Jimmy Barnes was, by the mid-1980s, one of the most distinctive voices in Australian rock — raw, physically overwhelming, a vocalist who approached every performance as if something essential was at stake. His presence alongside Hutchence creates a collision of two entirely different vocal personalities: Hutchence’s cool, gliding sensuality against Barnes’s incandescent urgency. The result is electric in the specific way that can only happen when two genuinely great performers with genuinely different approaches find themselves in the same room, pointed in the same direction.

“Good Times” closes this collection on a note of pure, unambiguous joy — a reminder that before INXS was a cultural phenomenon, before they were the subjects of documentaries and retrospectives and anniversary editions, they were a band of musicians who loved playing music, who understood that the point of all the sophistication and craft was, ultimately, to make people feel something good. The song achieves that completely, which is why it remains, decades after its recording, as irresistible as the moment it was made.

The Legacy of INXS: Why This Music Still Matters

In the years since Michael Hutchence’s death in November 1997, the INXS catalog has continued to grow in cultural significance in ways that could not have been predicted at the time. The band’s music has appeared in films, television series, advertising campaigns, and streaming playlists with a frequency that speaks to its genuine timelessness — its capacity to function across contexts, to speak to new listeners who were not alive when the recordings were made, to feel not like nostalgia but like discovery.

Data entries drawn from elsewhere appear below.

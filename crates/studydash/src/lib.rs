//! Student dashboard backend library.
//!
//! The core is the credential verification gate in [`auth`]; the rest of the
//! crate is the HTTP surface, account store and third-party API proxy that
//! collaborate with it.

pub mod api;
pub mod auth;
pub mod db;
pub mod user;
pub mod youtube;
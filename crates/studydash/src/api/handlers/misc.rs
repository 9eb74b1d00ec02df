//! Miscellaneous handlers.

use axum::Json;
use serde::Serialize;
use serde_json::{Value, json};

use crate::auth::CurrentUser;

/// Health check response.
#[derive(Debug, Serialize)]
pub struct HealthResponse {
    pub status: String,
    pub version: String,
}

/// Health check endpoint, unauthenticated.
pub async fn health() -> Json<HealthResponse> {
    Json(HealthResponse {
        status: "ok".to_string(),
        version: env!("CARGO_PKG_VERSION").to_string(),
    })
}

/// Protected probe route; exercises the gate end to end.
pub async fn private_probe(CurrentUser(identity): CurrentUser) -> Json<Value> {
    Json(json!({ "message": format!("Welcome user {}", identity.id) }))
}
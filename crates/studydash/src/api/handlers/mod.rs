//! Request handlers.

pub mod auth;
pub mod misc;
pub mod youtube;

pub use auth::{get_profile, login, me, signup, update_profile};
pub use misc::{health, private_probe};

This is the mark of music that was genuinely great rather than merely popular. Popular music from any given era often sounds, in retrospect, like a document of that era’s production fashions and cultural preoccupations — interesting as history but difficult to encounter as pure sound. The best INXS recordings do not have this problem. They sound like themselves, which is to say they sound like something that cannot be placed or dated or categorized without remainder — something that exceeds the categories applied to it.

The songwriting partnership between Andrew Farriss and Michael Hutchence is, in retrospect, one of the great unacknowledged creative collaborations in rock history. Farriss’s musical intelligence — his harmonic sensibility, his production instincts, his ability to build arrangements that were simultaneously complex and immediately accessible — met Hutchence’s lyrical intuition and vocal presence in a combination that produced song after song that felt inevitable, like it could not have been written any other way. The ten tracks gathered in Need You Tonight (And Other Hits!) are the most compelling possible evidence for that assessment.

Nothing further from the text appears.